▸ **What this task involves**
Filter the entries, keeping every line with the word "ServerTcp".

▸ **Stored data**
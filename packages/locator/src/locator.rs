//! Scheme-prefixed locator strings.

use std::fmt;
use std::str::FromStr;

use crate::{LocatorError, Options};

const SEPARATOR: &str = "://";

/// A parsed `scheme://payload [options]` locator.
///
/// The payload is the first whitespace-delimited token after `://`. Any
/// text after it is parsed as an [`Options`] list.
#[derive(Debug, Clone, PartialEq, Eq)]
pub struct Locator {
    scheme: String,
    payload: String,
    options: Options,
}

impl Locator {
    /// Parse a locator.
    ///
    /// # Examples
    ///
    /// ```rust
    /// use channelfs_locator::Locator;
    ///
    /// let locator = Locator::parse("ServerTcp://5000 reuseAddr = 1").unwrap();
    /// assert_eq!(locator.scheme(), "ServerTcp");
    /// assert_eq!(locator.payload(), "5000");
    /// assert_eq!(locator.options().get("reuseaddr"), Some("1"));
    ///
    /// let file = Locator::parse("File:///tmp/x").unwrap();
    /// assert_eq!(file.payload(), "/tmp/x");
    /// ```
    pub fn parse(s: &str) -> Result<Self, LocatorError> {
        let (scheme, rest) =
            s.split_once(SEPARATOR)
                .ok_or_else(|| LocatorError::MissingSchemeSeparator {
                    locator: s.to_string(),
                })?;

        let scheme = scheme.trim_start();
        if scheme.is_empty()
            || !scheme
                .bytes()
                .all(|c| c.is_ascii_alphanumeric() || c == b'_')
        {
            return Err(LocatorError::InvalidScheme {
                scheme: scheme.to_string(),
            });
        }

        let end = rest
            .find(|c: char| c.is_ascii_whitespace())
            .unwrap_or(rest.len());
        let payload = &rest[..end];
        let options = Options::parse(&rest[end..])?;

        Ok(Locator {
            scheme: scheme.to_string(),
            payload: payload.to_string(),
            options,
        })
    }

    pub fn scheme(&self) -> &str {
        &self.scheme
    }

    pub fn payload(&self) -> &str {
        &self.payload
    }

    /// Options appended after the payload.
    pub fn options(&self) -> &Options {
        &self.options
    }

    /// Split into `(scheme, payload, options)`.
    pub fn into_parts(self) -> (String, String, Options) {
        (self.scheme, self.payload, self.options)
    }
}

impl FromStr for Locator {
    type Err = LocatorError;

    fn from_str(s: &str) -> Result<Self, Self::Err> {
        Locator::parse(s)
    }
}

impl fmt::Display for Locator {
    fn fmt(&self, f: &mut fmt::Formatter<'_>) -> fmt::Result {
        write!(f, "{}{}{}", self.scheme, SEPARATOR, self.payload)?;
        if !self.options.is_empty() {
            write!(f, " {}", self.options)?;
        }
        Ok(())
    }
}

▸ **Result**
    /// let locator = Locator::parse("ServerTcp://5000 reuseAddr = 1").unwrap();
    /// assert_eq!(locator.scheme(), "ServerTcp");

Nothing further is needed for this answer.